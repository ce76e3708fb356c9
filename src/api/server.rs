//! HTTP API server

use super::{
    handlers::{health, list_feedback, submit_feedback, summarize_feedback},
    state::AppState,
};
use crate::config::ServerConfig;
use axum::{
    routing::{get, post},
    Router,
};
use std::{future::Future, path::Path};
use tokio::net::TcpListener;
use tower_http::{cors::CorsLayer, services::ServeDir, trace::TraceLayer};
use tracing::{info, warn};

/// API server
pub struct ApiServer {
    config: ServerConfig,
    state: AppState,
}

impl ApiServer {
    /// Create new API server
    pub fn new(config: ServerConfig, state: AppState) -> Self {
        Self { config, state }
    }

    /// Router for this server's state and static directory
    pub fn router(&self) -> Router {
        Self::build_router(self.state.clone(), &self.config.static_dir)
    }

    /// Build router
    ///
    /// Paths outside the API are served from `static_dir`; missing files
    /// answer 404.
    pub fn build_router(state: AppState, static_dir: &Path) -> Router {
        Router::new()
            .route("/api/feedback", post(submit_feedback))
            .route("/api/feedbacks", get(list_feedback))
            .route("/api/summary", get(summarize_feedback))
            .route("/health", get(health))
            .fallback_service(ServeDir::new(static_dir))
            .with_state(state)
            // Middleware
            .layer(CorsLayer::permissive())
            .layer(TraceLayer::new_for_http())
    }

    /// Bind the configured address and serve until SIGINT/SIGTERM
    pub async fn serve(self) -> anyhow::Result<()> {
        let listener = TcpListener::bind(self.config.addr).await?;
        self.serve_with_shutdown(listener, shutdown_signal()).await
    }

    /// Serve on an existing listener until `shutdown` resolves
    ///
    /// In-flight requests are drained before returning.
    pub async fn serve_with_shutdown<F>(self, listener: TcpListener, shutdown: F) -> anyhow::Result<()>
    where
        F: Future<Output = ()> + Send + 'static,
    {
        let addr = listener.local_addr()?;
        info!("Server running on http://{}", addr);
        info!(
            "Serving static assets from {}",
            self.config.static_dir.display()
        );

        axum::serve(listener, self.router())
            .with_graceful_shutdown(shutdown)
            .await?;

        info!("Server shut down complete");
        Ok(())
    }
}

/// Resolves on Ctrl+C or, on Unix, SIGTERM
pub async fn shutdown_signal() {
    let ctrl_c = async {
        match tokio::signal::ctrl_c().await {
            Ok(()) => info!("Received Ctrl+C, shutting down"),
            Err(e) => {
                warn!("Failed to install Ctrl+C handler: {}", e);
                std::future::pending::<()>().await;
            }
        }
    };

    #[cfg(unix)]
    let terminate = async {
        use tokio::signal::unix::{signal, SignalKind};

        match signal(SignalKind::terminate()) {
            Ok(mut stream) => {
                stream.recv().await;
                info!("Received terminate signal, shutting down");
            }
            Err(e) => {
                warn!("Failed to install SIGTERM handler: {}", e);
                std::future::pending::<()>().await;
            }
        }
    };

    #[cfg(not(unix))]
    let terminate = std::future::pending::<()>();

    tokio::select! {
        _ = ctrl_c => {},
        _ = terminate => {},
    }
}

================

Every line above must be reproduced exactly as it stands.

repository ce76e3708fb356c9
filename src/api/server.rs
//! HTTP API server

use super::{
    handlers::{health, list_feedback, submit_feedback, summarize_feedback},
    state::AppState,
};
use crate::config::ServerConfig;
use axum::{
    routing::{get, post},
    Router,
};
use std::{future::Future, path::Path};
use tokio::net::TcpListener;
use tower_http::{cors::CorsLayer, services::ServeDir, trace::TraceLayer};
use tracing::{info, warn};

/// API server
pub struct ApiServer {
    config: ServerConfig,
    state: AppState,
}

impl ApiServer {
    /// Create new API server
    pub fn new(config: ServerConfig, state: AppState) -> Self {
        Self { config, state }
    }

    /// Router for this server's state and static directory
    pub fn router(&self) -> Router {
        Self::build_router(self.state.clone(), &self.config.static_dir)
    }

    /// Build router
    ///
    /// Paths outside the API are served from `static_dir`; missing files
    /// answer 404.
    pub fn build_router(state: AppState, static_dir: &Path) -> Router {
        Router::new()
            .route("/api/feedback", post(submit_feedback))
            .route("/api/feedbacks", get(list_feedback))
            .route("/api/summary", get(summarize_feedback))
            .route("/health", get(health))
            .fallback_service(ServeDir::new(static_dir))
            .with_state(state)
            // Middleware
            .layer(CorsLayer::permissive())
            .layer(TraceLayer::new_for_http())
    }

    /// Bind the configured address and serve until SIGINT/SIGTERM
    pub async fn serve(self) -> anyhow::Result<()> {
        let listener = TcpListener::bind(self.config.addr).await?;
        self.serve_with_shutdown(listener, shutdown_signal()).await
    }

    /// Serve on an existing listener until `shutdown` resolves
    ///
    /// In-flight requests are drained before returning.
    pub async fn serve_with_shutdown<F>(self, listener: TcpListener, shutdown: F) -> anyhow::Result<()>
    where
        F: Future<Output = ()> + Send + 'static,
    {
        let addr = listener.local_addr()?;
        info!("Server running on http://{}", addr);
        info!(
            "Serving static assets from {}",
            self.config.static_dir.display()
        );

        axum::serve(listener, self.router())
            .with_graceful_shutdown(shutdown)
            .await?;

        info!("Server shut down complete");
        Ok(())
    }
}

/// Resolves on Ctrl+C or, on Unix, SIGTERM
pub async fn shutdown_signal() {
    let ctrl_c = async {
        match tokio::signal::ctrl_c().await {
            Ok(()) => info!("Received Ctrl+C, shutting down"),
            Err(e) => {
                warn!("Failed to install Ctrl+C handler: {}", e);
                std::future::pending::<()>().await;
            }
        }
    };

    #[cfg(unix)]
    let terminate = async {
        use tokio::signal::unix::{signal, SignalKind};

        match signal(SignalKind::terminate()) {
            Ok(mut stream) => {
                stream.recv().await;
                info!("Received terminate signal, shutting down");
            }
            Err(e) => {
                warn!("Failed to install SIGTERM handler: {}", e);
                std::future::pending::<()>().await;
            }
        }
    };

    #[cfg(not(unix))]
    let terminate = std::future::pending::<()>();

    tokio::select! {
        _ = ctrl_c => {},
        _ = terminate => {},
    }
}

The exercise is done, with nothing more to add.